Procurou-se mostrar, além disso, como estes agentes são o produto de um contexto
mais geral de transição de um modo de reprodução familiar, em que a transmissão do capital é
comandada pelo clã familiar, para um modo de reprodução escolar, em que a escola exerce
um papel preponderante neste processo de transmissão. Aventou-se a hipótese de que esta
transição foi acelerada por conta do processo de institucionalização político-administrativa
que se seguiu à emancipação, em 1853. Este processo de institucionalização, defendeu-se
aqui, teria criado uma demanda por investimentos culturais, ao abrir, para a elite local, um
novo mercado de postos de poder, mercado em que os títulos escolares eram tacitamente
(quando não explicitamente) exigidos.
A profusão de instituições culturais surgidas a partir da emancipação torna plausível
esta hipótese.

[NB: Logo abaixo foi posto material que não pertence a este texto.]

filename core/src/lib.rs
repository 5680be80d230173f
#![deny(
    unsafe_code,
    clippy::unwrap_used,
    clippy::expect_used,
    clippy::panic,
    clippy::todo,
    clippy::unimplemented,
    clippy::dbg_macro
)]

pub mod config;
mod assembler;
mod cancel;
mod error;
mod lexer;
mod token;

#[cfg(any(feature = "tokio", feature = "futures"))]
pub mod async_stream;

pub use assembler::{RecordAssembler, Records};
pub use cancel::CancelToken;
pub use config::{AssemblerConfig, LexerConfig};
pub use error::{Error, ErrorContext, ErrorKind};
pub use lexer::{Lexer, Tokens};
pub use token::{Location, Position, Record, Token};
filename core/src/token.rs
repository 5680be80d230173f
//! Located tokens produced by the lexer.

use core::fmt;

use indexmap::IndexMap;
#[cfg(feature = "serde")]
use serde::{Deserialize, Serialize};

/// A position within the logical document.
///
/// `offset` counts characters (Unicode scalar values) from the start of the
/// document, not bytes. `line` and `column` are 1-based; `column` resets to 1
/// after every newline, and a CRLF pair advances `line` by exactly one.
#[derive(Debug, Clone, Copy, PartialEq, Eq)]
#[cfg_attr(feature = "serde", derive(Serialize, Deserialize))]
pub struct Position {
    pub line: usize,
    pub column: usize,
    pub offset: usize,
}

impl Position {
    /// The start of a document: line 1, column 1, offset 0.
    pub const START: Self = Self {
        line: 1,
        column: 1,
        offset: 0,
    };

    /// Advance past one character.
    pub(crate) fn advance(&mut self, ch: char) {
        self.offset += 1;
        if ch == '\n' {
            self.line += 1;
            self.column = 1;
        } else {
            self.column += 1;
        }
    }
}

impl Default for Position {
    #[inline]
    fn default() -> Self {
        Self::START
    }
}

impl fmt::Display for Position {
    fn fmt(&self, f: &mut fmt::Formatter<'_>) -> fmt::Result {
        write!(
            f,
            "line {}, column {} (offset {})",
            self.line, self.column, self.offset
        )
    }
}

/// The source extent of a token.
///
/// The half-open interval `[start, end)` covers the token's span.
/// `row_number` is the 1-based index of the logical record the token belongs
/// to; it advances only when a record delimiter is emitted, and the delimiter
/// itself carries the number of the row it terminates.
#[derive(Debug, Clone, Copy, PartialEq, Eq)]
#[cfg_attr(feature = "serde", derive(Serialize, Deserialize))]
pub struct Location {
    pub start: Position,
    pub end: Position,
    pub row_number: usize,
}

/// One lexical unit of a CSV document.
///
/// Field values are fully decoded: quotes stripped, doubled quotes collapsed
/// to one, embedded newlines preserved verbatim. Delimiter tokens carry the
/// exact characters consumed (`","`-style for field delimiters, `"\n"` or
/// `"\r\n"` for record delimiters).
#[derive(Debug, Clone, PartialEq, Eq)]
#[cfg_attr(feature = "serde", derive(Serialize, Deserialize))]
#[cfg_attr(feature = "serde", serde(tag = "type", rename_all = "kebab-case"))]
pub enum Token {
    Field { value: String, location: Location },
    FieldDelimiter { value: String, location: Location },
    RecordDelimiter { value: String, location: Location },
}

impl Token {
    /// The decoded token text.
    pub fn value(&self) -> &str {
        match self {
            Token::Field { value, .. }
            | Token::FieldDelimiter { value, .. }
            | Token::RecordDelimiter { value, .. } => value,
        }
    }

    /// Where the token came from.
    pub fn location(&self) -> &Location {
        match self {
            Token::Field { location, .. }
            | Token::FieldDelimiter { location, .. }
            | Token::RecordDelimiter { location, .. } => location,
        }
    }
}

/// An assembled record: header-field name to captured value.
///
/// Key order follows the header row. Arbitrary strings are valid keys; names
/// like `__proto__` are plain map entries with no special meaning.
pub type Record = IndexMap<String, String>;
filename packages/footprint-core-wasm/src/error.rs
//! Error types for ring parsing and JS-supplied input.

use thiserror::Error;

/// Failure to read a `POLYGON ((...))` string back into a ring.
#[derive(Debug, Clone, PartialEq, Eq, Error)]
pub enum FormatError {
    #[error("expected POLYGON ((...)), found {text:?}")]
    MissingWrapper { text: String },

    #[error("coordinate pair {index} {pair:?} has {tokens} tokens (expected 2)")]
    PairArity {
        index: usize,
        pair: String,
        tokens: usize,
    },

    #[error("coordinate pair {index} has non-numeric token {token:?}")]
    InvalidNumber { index: usize, token: String },
}

/// Malformed coordinates or JSON handed over by the JS side.
#[derive(Debug, Error)]
pub enum InputError {
    #[error("invalid JSON: {0}")]
    Json(#[from] serde_json::Error),

    #[error("missing or invalid field '{0}'")]
    MissingField(&'static str),

    #[error("coordinate {index} is not a numeric [x, y] pair")]
    BadCoordinate { index: usize },

    #[error("flat coordinate list has odd length {0}")]
    OddLength(usize),

    #[error("invalid config value for '{field}': {value}")]
    InvalidConfig { field: &'static str, value: f64 },
}
// Building footprints from an OpenStreetMap Overpass lookup.
//
// The page runs the HTTP request itself; this module writes the query text and
// turns the JSON answer into closed footprint rings.
use std::collections::HashMap;

use geo::GeodesicArea;
use serde::{Deserialize, Serialize};
use serde_json::{json, Value};

use crate::bbox_filter::{ring_intersects_bbox, Bbox};
use crate::error::InputError;
use crate::ring_codec::{self, Point};

const DEFAULT_BUILDING_TAG: &str = "yes";

// Raw `[out:json]` response shape. Only ways carry a top-level geometry with `out geom`.
#[derive(Debug, Deserialize)]
struct OverpassResponse {
    #[serde(default)]
    elements: Vec<OverpassElement>,
}

#[derive(Debug, Deserialize)]
struct OverpassElement {
    #[serde(rename = "type")]
    kind: String,
    id: u64,
    #[serde(default)]
    tags: HashMap<String, String>,
    #[serde(default)]
    geometry: Vec<Option<OverpassNode>>,
}

#[derive(Debug, Deserialize)]
struct OverpassNode {
    lat: f64,
    lon: f64,
}

/// A building outline returned by the lookup.
#[derive(Debug, Clone, PartialEq, Serialize, Deserialize)]
pub struct Footprint {
    pub id: u64,
    /// Value of the OSM `building` tag.
    pub building: String,
    /// Closed ring of `(lon, lat)` vertices.
    pub ring: Vec<Point>,
}

impl Footprint {
    /// Ground area in square metres on the WGS84 ellipsoid.
    pub fn area_m2(&self) -> f64 {
        ring_codec::to_polygon(&self.ring).geodesic_area_unsigned()
    }
}

/// Overpass QL selecting building ways and relations within `radius_m` of `center`.
pub fn building_query(center: Point, radius_m: f64, timeout_s: u32) -> String {
    let around = format!("(around:{},{},{})", radius_m, center.y, center.x);
    format!(
        "[out:json][timeout:{timeout_s}];\n(\n  way[\"building\"]{around};\n  relation[\"building\"]{around};\n);\nout geom;"
    )
}

/// Parses an Overpass `out geom` response into closed footprints.
///
/// Relations and ways without geometry are skipped. A response without
/// `elements` yields no footprints.
pub fn parse_buildings(json: &str) -> Result<Vec<Footprint>, InputError> {
    let response: OverpassResponse = serde_json::from_str(json)?;

    let footprints = response
        .elements
        .into_iter()
        .filter(|element| element.kind == "way")
        .filter_map(|element| {
            let vertices: Vec<Point> = element
                .geometry
                .iter()
                .flatten()
                .map(|node| Point { x: node.lon, y: node.lat })
                .collect();
            if vertices.is_empty() {
                return None;
            }

            let building = element
                .tags
                .get("building")
                .cloned()
                .unwrap_or_else(|| DEFAULT_BUILDING_TAG.to_string());

            Some(Footprint {
                id: element.id,
                building,
                ring: ring_codec::close(&vertices),
            })
        })
        .collect();

    Ok(footprints)
}

/// Keeps footprints that touch `bbox`, including across the antimeridian.
pub fn within_bbox(footprints: Vec<Footprint>, bbox: &Bbox) -> Vec<Footprint> {
    let pieces = bbox.wrapped();
    footprints
        .into_iter()
        .filter(|footprint| pieces.iter().any(|piece| ring_intersects_bbox(&footprint.ring, piece)))
        .collect()
}

/// GeoJSON FeatureCollection for the map's footprint layer.
pub fn to_feature_collection(footprints: &[Footprint]) -> Value {
    let features: Vec<Value> = footprints
        .iter()
        .map(|footprint| {
            json!({
                "type": "Feature",
                "properties": {
                    "id": footprint.id,
                    "building": footprint.building,
                    "area_m2": footprint.area_m2(),
                },
                "geometry": {
                    "type": "Polygon",
                    "coordinates": [ring_codec::to_raw_list(&footprint.ring)],
                },
            })
        })
        .collect();

    json!({
        "type": "FeatureCollection",
        "features": features,
    })
}

#[cfg(test)]
mod tests {
    use super::*;

    const RESPONSE: &str = r#"{
        "version": 0.6,
        "elements": [
            {
                "type": "way",
                "id": 101,
                "tags": { "building": "house" },
                "geometry": [
                    { "lat": 0.0, "lon": 0.0 },
                    { "lat": 0.0, "lon": 0.0001 },
                    { "lat": 0.0001, "lon": 0.0001 },
                    { "lat": 0.0001, "lon": 0.0 },
                    { "lat": 0.0, "lon": 0.0 }
                ]
            },
            {
                "type": "way",
                "id": 102,
                "geometry": [
                    { "lat": 1.0, "lon": 1.0 },
                    { "lat": 1.0, "lon": 1.001 },
                    { "lat": 1.001, "lon": 1.001 }
                ]
            },
            {
                "type": "relation",
                "id": 900,
                "tags": { "building": "yes" },
                "members": []
            },
            { "type": "way", "id": 103, "tags": { "building": "shed" } }
        ]
    }"#;

    #[test]
    fn test_building_query() {
        let query = building_query(Point { x: -2.45, y: 53.45 }, 100.0, 25);
        assert!(query.starts_with("[out:json][timeout:25];"));
        assert!(query.contains("way[\"building\"](around:100,53.45,-2.45);"));
        assert!(query.contains("relation[\"building\"](around:100,53.45,-2.45);"));
        assert!(query.ends_with("out geom;"));
    }

    #[test]
    fn test_parse_buildings_keeps_ways_with_geometry() {
        let footprints = parse_buildings(RESPONSE).unwrap();
        assert_eq!(footprints.len(), 2);
        assert_eq!(footprints[0].id, 101);
        assert_eq!(footprints[0].building, "house");
        assert_eq!(footprints[1].building, "yes");
    }

    #[test]
    fn test_parse_buildings_closes_without_duplicating() {
        let footprints = parse_buildings(RESPONSE).unwrap();
        // Already closed in OSM: no extra vertex
        assert_eq!(footprints[0].ring.len(), 5);
        // Open way gets closed
        assert_eq!(footprints[1].ring.len(), 4);
        assert_eq!(footprints[1].ring.first(), footprints[1].ring.last());
        assert_eq!(footprints[1].ring[1], Point { x: 1.001, y: 1.0 });
    }

    #[test]
    fn test_parse_buildings_edge_cases() {
        assert!(parse_buildings("{}").unwrap().is_empty());
        assert!(parse_buildings(r#"{"elements": []}"#).unwrap().is_empty());
        assert!(matches!(parse_buildings("<html>"), Err(InputError::Json(_))));
    }

    #[test]
    fn test_area() {
        let footprints = parse_buildings(RESPONSE).unwrap();
        let area = footprints[0].area_m2();
        // ~11.06 m x ~11.13 m at the equator
        assert!(area > 120.0 && area < 126.0, "area = {}", area);
    }

    #[test]
    fn test_within_bbox() {
        let footprints = parse_buildings(RESPONSE).unwrap();
        let bbox = Bbox::around(Point { x: 0.0, y: 0.0 }, 100.0);
        let nearby = within_bbox(footprints, &bbox);
        assert_eq!(nearby.len(), 1);
        assert_eq!(nearby[0].id, 101);
    }

    #[test]
    fn test_within_bbox_across_antimeridian() {
        let json = r#"{"elements": [{
            "type": "way", "id": 55, "tags": { "building": "hut" },
            "geometry": [
                { "lat": 0.0, "lon": -179.9999 },
                { "lat": 0.0, "lon": -179.9998 },
                { "lat": 0.0001, "lon": -179.9998 },
                { "lat": 0.0001, "lon": -179.9999 }
            ]
        }]}"#;
        let footprints = parse_buildings(json).unwrap();
        // Search hit just west of the date line; the hut is ~70 m east of it
        let bbox = Bbox::around(Point { x: 179.9995, y: 0.0 }, 100.0);
        let nearby = within_bbox(footprints, &bbox);
        assert_eq!(nearby.len(), 1);
        assert_eq!(nearby[0].id, 55);
    }

    #[test]
    fn test_feature_collection() {
        let footprints = parse_buildings(RESPONSE).unwrap();
        let collection = to_feature_collection(&footprints);
        assert_eq!(collection["type"], "FeatureCollection");
        let features = collection["features"].as_array().unwrap();
        assert_eq!(features.len(), 2);
        assert_eq!(features[0]["properties"]["id"], 101);
        assert_eq!(features[0]["properties"]["building"], "house");
        assert_eq!(features[0]["geometry"]["coordinates"][0].as_array().unwrap().len(), 5);
        assert_eq!(features[1]["geometry"]["coordinates"][0][1][0], 1.001);
    }
}
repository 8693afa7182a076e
//! Exercises the JS-facing exports. Run with `wasm-pack test --node`.
#![cfg(target_arch = "wasm32")]

use footprint_core_wasm::*;
use wasm_bindgen_test::*;

#[wasm_bindgen_test]
fn test_start_is_reentrant() {
    start();
    start();
}

#[wasm_bindgen_test]
fn test_close_ring() {
    let closed = close_ring(&[0.0, 0.0, 1.0, 0.0, 1.0, 1.0]).unwrap();
    assert_eq!(closed.to_vec(), vec![0.0, 0.0, 1.0, 0.0, 1.0, 1.0, 0.0, 0.0]);
    assert!(close_ring(&[0.0, 0.0, 1.0]).is_err());
}

#[wasm_bindgen_test]
fn test_wkt_exports() {
    let wkt = ring_to_wkt(&[-2.5, 53.4, -2.4, 53.4, -2.4, 53.5]).unwrap();
    assert_eq!(wkt, "POLYGON ((-2.5 53.4, -2.4 53.4, -2.4 53.5, -2.5 53.4))");
    assert_eq!(ring_to_wkt(&[]).unwrap(), "");

    let parsed = parse_wkt("POLYGON ((0 0, 1 0, 1 1, 0 0))").unwrap();
    assert_eq!(parsed.to_vec(), vec![0.0, 0.0, 1.0, 0.0, 1.0, 1.0, 0.0, 0.0]);

    let err = parse_wkt("POLYGON ((a b, 3 4))").unwrap_err();
    assert!(err.as_string().unwrap().contains("\"a\""));
}

#[wasm_bindgen_test]
fn test_raw_list_export() {
    let raw = ring_to_raw_list(&[0.0, 1.0, 2.0, 3.0]).unwrap();
    let pairs: Vec<[f64; 2]> = serde_wasm_bindgen::from_value(raw).unwrap();
    assert_eq!(pairs, vec![[0.0, 1.0], [2.0, 3.0]]);
}

#[wasm_bindgen_test]
fn test_overpass_exports() {
    let query = build_overpass_query(-2.45, 53.45, r#"{"searchRadiusM": 50}"#).unwrap();
    assert!(query.contains("(around:50,53.45,-2.45)"));

    let response = r#"{"elements": [{"type": "way", "id": 7, "geometry": [
        {"lat": 53.45, "lon": -2.45}, {"lat": 53.45, "lon": -2.4499}, {"lat": 53.4501, "lon": -2.4499}
    ]}]}"#;
    let json = parse_overpass_buildings(response, -2.45, 53.45, "").unwrap();
    let value: serde_json::Value = serde_json::from_str(&json).unwrap();
    assert_eq!(value["count"], 1);
    assert_eq!(value["feature_collection"]["features"][0]["properties"]["building"], "yes");
}

#[wasm_bindgen_test]
fn test_selection_flow() {
    let feature = r#"{"type": "Feature", "properties": {}, "geometry": {
        "type": "Polygon", "coordinates": [[[0, 0], [1, 0], [1, 1], [0, 0]]]
    }}"#;
    let wkt = selection_set_from_feature(feature).unwrap();
    assert_eq!(wkt, "POLYGON ((0 0, 1 0, 1 1, 0 0))");

    let export = selection_export().unwrap();
    let export: footprint_core_wasm::selection::Export = serde_wasm_bindgen::from_value(export).unwrap();
    assert_eq!(export.text, wkt);

    assert!(selection_clear());
    assert!(!selection_clear());
    assert!(selection_export().unwrap().is_undefined());
}

#[wasm_bindgen_test]
fn test_selection_set_ring_and_state() {
    let wkt = selection_set_ring(&[0.0, 0.0, 2.0, 0.0, 2.0, 2.0]).unwrap();
    assert_eq!(wkt, "POLYGON ((0 0, 2 0, 2 2, 0 0))");

    let state: serde_json::Value =
        serde_wasm_bindgen::from_value(selection_state().unwrap()).unwrap();
    assert_eq!(state["vertex_count"].as_f64(), Some(3.0));
    assert_eq!(state["wkt"], wkt);
    assert_eq!(state["display_text"], wkt);
    assert_eq!(state["show_raw"], false);

    selection_set_show_raw(true);
    let state: serde_json::Value =
        serde_wasm_bindgen::from_value(selection_state().unwrap()).unwrap();
    assert_eq!(state["show_raw"], true);
    let shown: Vec<[f64; 2]> =
        serde_json::from_str(state["display_text"].as_str().unwrap()).unwrap();
    assert_eq!(shown, vec![[0.0, 0.0], [2.0, 0.0], [2.0, 2.0]]);
    selection_set_show_raw(false);

    // Odd-length buffers are rejected and leave the selection alone
    let err = selection_set_ring(&[0.0, 0.0, 1.0]).unwrap_err();
    assert!(err.as_string().unwrap().contains("odd length 3"));
    let state: serde_json::Value =
        serde_wasm_bindgen::from_value(selection_state().unwrap()).unwrap();
    assert_eq!(state["vertex_count"].as_f64(), Some(3.0));

    assert!(selection_clear());
}

#[wasm_bindgen_test]
fn test_bbox_around_export() {
    let bbox = bbox_around(0.0, 0.0, 100.0);
    assert_eq!(bbox.len(), 4);
    assert!(bbox[0] < 0.0 && bbox[1] < 0.0 && bbox[2] > 0.0 && bbox[3] > 0.0);
    assert_eq!(bbox_around(10.0, 20.0, 0.0), vec![10.0, 20.0, 10.0, 20.0]);
}

#[wasm_bindgen_test]
fn test_parse_geocode_response_export() {
    let hit = parse_geocode_response(
        r#"{"features": [{"place_name": "Salford, United Kingdom", "center": [-2.2927, 53.4875]}]}"#,
    )
    .unwrap();
    let hit: serde_json::Value = serde_wasm_bindgen::from_value(hit).unwrap();
    assert_eq!(hit["center"]["x"], -2.2927);
    assert_eq!(hit["center"]["y"], 53.4875);
    assert_eq!(hit["place_name"], "Salford, United Kingdom");

    assert!(parse_geocode_response(r#"{"features": []}"#).unwrap().is_undefined());
    assert!(parse_geocode_response("not json").is_err());
}

#[wasm_bindgen_test]
fn test_tool_config_export() {
    let config: serde_json::Value =
        serde_wasm_bindgen::from_value(tool_config(r#"{"geocodeCountry": "IE"}"#).unwrap()).unwrap();
    assert_eq!(config["geocodeCountry"], "IE");
    assert_eq!(config["geocodeLimit"].as_f64(), Some(1.0));
    assert_eq!(config["searchZoom"], 18.0);
    assert_eq!(config["overpassEndpoint"], "https://overpass-api.de/api/interpreter");
    assert!(tool_config(r#"{"searchRadiusM": -1}"#).is_err());
}
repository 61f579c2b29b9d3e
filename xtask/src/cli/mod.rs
mod types;

pub use types::*;
//! External processes: the build scripts and the search-path rewrite tools.

use std::fmt;
use std::io;
use std::path::{Path, PathBuf};
use std::process::{Command, ExitStatus};

use tracing::debug;

use crate::platform::SearchPathRewrite;

/// Interpreter the build scripts are handed to.
pub const BUILD_SHELL: &str = "bash";

/// One invocation of a build script.
#[derive(Clone, Debug, PartialEq, Eq)]
pub struct BuildTarget {
    pub script: String,
    /// Scripts run from their own directory.
    pub working_dir: PathBuf,
    pub env: Vec<(&'static str, &'static str)>,
}

/// Exit status of an external process; `code` is `None` when killed by a signal.
#[derive(Clone, Copy, Debug, PartialEq, Eq)]
pub struct RunStatus {
    pub code: Option<i32>,
}

impl RunStatus {
    #[cfg(test)]
    pub fn from_code(code: i32) -> Self {
        Self { code: Some(code) }
    }

    pub fn success(self) -> bool {
        self.code == Some(0)
    }
}

impl From<ExitStatus> for RunStatus {
    fn from(status: ExitStatus) -> Self {
        Self {
            code: status.code(),
        }
    }
}

impl fmt::Display for RunStatus {
    fn fmt(&self, f: &mut fmt::Formatter<'_>) -> fmt::Result {
        match self.code {
            Some(code) => write!(f, "exit code {code}"),
            None => f.write_str("termination by signal"),
        }
    }
}

/// Seam between the orchestrator and the outside world.
pub trait BuildRunner {
    fn execute(&self, target: &BuildTarget) -> io::Result<RunStatus>;

    fn rewrite_search_path(
        &self,
        artifact: &Path,
        rewrite: SearchPathRewrite,
    ) -> io::Result<RunStatus>;
}

/// Runs everything for real, inheriting stdio so build output streams through.
#[derive(Clone, Copy, Debug, Default)]
pub struct ShellRunner;

impl BuildRunner for ShellRunner {
    fn execute(&self, target: &BuildTarget) -> io::Result<RunStatus> {
        debug!(
            script = %target.script,
            dir = %target.working_dir.display(),
            env = ?target.env,
            "spawning build script"
        );
        let status = Command::new(BUILD_SHELL)
            .arg(format!("./{}", target.script))
            .current_dir(&target.working_dir)
            .envs(target.env.iter().copied())
            .status()?;
        Ok(status.into())
    }

    fn rewrite_search_path(
        &self,
        artifact: &Path,
        rewrite: SearchPathRewrite,
    ) -> io::Result<RunStatus> {
        let args = rewrite.args(artifact);
        debug!(tool = rewrite.program(), ?args, "rewriting search path");
        let status = Command::new(rewrite.program()).args(&args).status()?;
        Ok(status.into())
    }
}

O surgimento de uma estrutura política e administrativa (Assembléia
Legislativa, Tribunal de Justiça, Secretarias etc.) incentivava, quando não exigia, a conversão
do capital econômico, acumulado por meio da economia ervateria ou campeira, em capital
escolar, num processo que pode também ser descrito como de profissionalização e
burocratização das elites regionais.
27
Para reforçar estas hipóteses, contudo, seria preciso mostrar a mudança exata no perfil
da elite política estadual durante o período, a fim de evidenciar a transição de um perfil
coronelista para um perfil profissionalizado, detentor de títulos escolares de profissões
liberais. De qualquer forma, deu-se aqui um primeiro passo nesta direção.